Task instructions » Among the lines below, how many have the string "chardet" in them? Only the number is wanted.

Entries shown »
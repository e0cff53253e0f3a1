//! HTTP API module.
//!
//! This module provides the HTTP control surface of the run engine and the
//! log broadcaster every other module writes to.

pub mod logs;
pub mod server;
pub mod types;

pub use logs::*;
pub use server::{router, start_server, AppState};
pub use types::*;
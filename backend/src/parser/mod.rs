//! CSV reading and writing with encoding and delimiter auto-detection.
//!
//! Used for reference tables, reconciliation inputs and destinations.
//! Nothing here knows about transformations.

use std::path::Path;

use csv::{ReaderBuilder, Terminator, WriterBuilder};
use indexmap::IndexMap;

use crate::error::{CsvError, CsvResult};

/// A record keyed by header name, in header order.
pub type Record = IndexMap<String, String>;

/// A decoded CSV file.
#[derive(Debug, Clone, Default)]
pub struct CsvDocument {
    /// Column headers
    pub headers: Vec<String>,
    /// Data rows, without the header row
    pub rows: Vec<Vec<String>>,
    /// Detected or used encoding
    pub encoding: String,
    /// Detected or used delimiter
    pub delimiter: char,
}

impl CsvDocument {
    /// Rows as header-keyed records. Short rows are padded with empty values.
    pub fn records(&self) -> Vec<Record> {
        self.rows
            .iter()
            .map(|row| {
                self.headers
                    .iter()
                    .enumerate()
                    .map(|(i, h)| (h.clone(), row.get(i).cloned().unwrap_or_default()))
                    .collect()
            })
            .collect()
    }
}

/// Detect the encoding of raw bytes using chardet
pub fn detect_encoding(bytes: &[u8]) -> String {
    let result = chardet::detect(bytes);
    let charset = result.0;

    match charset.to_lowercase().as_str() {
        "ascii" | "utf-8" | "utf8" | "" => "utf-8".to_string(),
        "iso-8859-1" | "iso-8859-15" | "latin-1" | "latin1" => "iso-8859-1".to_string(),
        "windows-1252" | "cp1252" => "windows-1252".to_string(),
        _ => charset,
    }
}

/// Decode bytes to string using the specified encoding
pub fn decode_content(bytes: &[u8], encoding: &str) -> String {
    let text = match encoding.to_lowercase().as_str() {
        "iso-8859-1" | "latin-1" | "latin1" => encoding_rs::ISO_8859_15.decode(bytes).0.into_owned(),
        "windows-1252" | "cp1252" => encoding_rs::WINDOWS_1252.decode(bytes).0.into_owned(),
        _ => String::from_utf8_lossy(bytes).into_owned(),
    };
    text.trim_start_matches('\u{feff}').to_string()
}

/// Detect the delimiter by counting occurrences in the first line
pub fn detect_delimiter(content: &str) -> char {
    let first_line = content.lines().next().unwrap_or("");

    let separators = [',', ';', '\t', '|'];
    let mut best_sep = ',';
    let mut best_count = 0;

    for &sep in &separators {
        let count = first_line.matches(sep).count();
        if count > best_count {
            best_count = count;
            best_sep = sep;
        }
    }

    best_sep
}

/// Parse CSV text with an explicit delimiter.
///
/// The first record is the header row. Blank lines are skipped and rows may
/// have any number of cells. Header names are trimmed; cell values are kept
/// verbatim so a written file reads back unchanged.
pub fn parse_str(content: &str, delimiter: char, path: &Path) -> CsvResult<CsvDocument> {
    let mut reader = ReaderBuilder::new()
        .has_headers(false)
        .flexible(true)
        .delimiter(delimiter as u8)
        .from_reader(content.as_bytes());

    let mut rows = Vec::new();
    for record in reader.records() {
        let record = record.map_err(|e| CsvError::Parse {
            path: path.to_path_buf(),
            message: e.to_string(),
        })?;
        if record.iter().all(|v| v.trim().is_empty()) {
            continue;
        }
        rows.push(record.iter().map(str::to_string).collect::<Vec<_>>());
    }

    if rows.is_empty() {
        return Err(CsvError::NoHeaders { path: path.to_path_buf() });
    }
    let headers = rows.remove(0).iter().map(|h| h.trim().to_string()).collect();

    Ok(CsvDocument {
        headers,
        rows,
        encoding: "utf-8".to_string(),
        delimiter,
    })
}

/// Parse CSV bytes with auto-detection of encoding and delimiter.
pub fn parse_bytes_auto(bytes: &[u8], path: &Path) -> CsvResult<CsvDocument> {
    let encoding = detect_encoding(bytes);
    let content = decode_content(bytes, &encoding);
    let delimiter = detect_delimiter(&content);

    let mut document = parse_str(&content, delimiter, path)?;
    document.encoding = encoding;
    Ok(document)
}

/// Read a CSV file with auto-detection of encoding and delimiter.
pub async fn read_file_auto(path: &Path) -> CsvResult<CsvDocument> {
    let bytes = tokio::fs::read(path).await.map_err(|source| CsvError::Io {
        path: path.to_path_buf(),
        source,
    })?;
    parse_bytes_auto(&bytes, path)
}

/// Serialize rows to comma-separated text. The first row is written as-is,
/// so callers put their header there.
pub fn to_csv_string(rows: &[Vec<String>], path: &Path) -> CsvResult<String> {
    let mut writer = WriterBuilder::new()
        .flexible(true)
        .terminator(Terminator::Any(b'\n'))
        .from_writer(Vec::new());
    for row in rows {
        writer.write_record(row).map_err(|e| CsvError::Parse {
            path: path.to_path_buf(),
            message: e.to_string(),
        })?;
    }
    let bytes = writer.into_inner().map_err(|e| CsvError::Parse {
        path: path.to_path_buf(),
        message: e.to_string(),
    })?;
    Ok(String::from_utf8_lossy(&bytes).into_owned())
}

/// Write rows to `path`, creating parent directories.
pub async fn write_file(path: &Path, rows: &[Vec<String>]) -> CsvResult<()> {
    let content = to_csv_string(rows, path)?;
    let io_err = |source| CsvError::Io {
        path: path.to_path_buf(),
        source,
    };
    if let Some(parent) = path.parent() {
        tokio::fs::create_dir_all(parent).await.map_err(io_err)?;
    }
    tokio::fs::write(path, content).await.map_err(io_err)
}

Task output » 2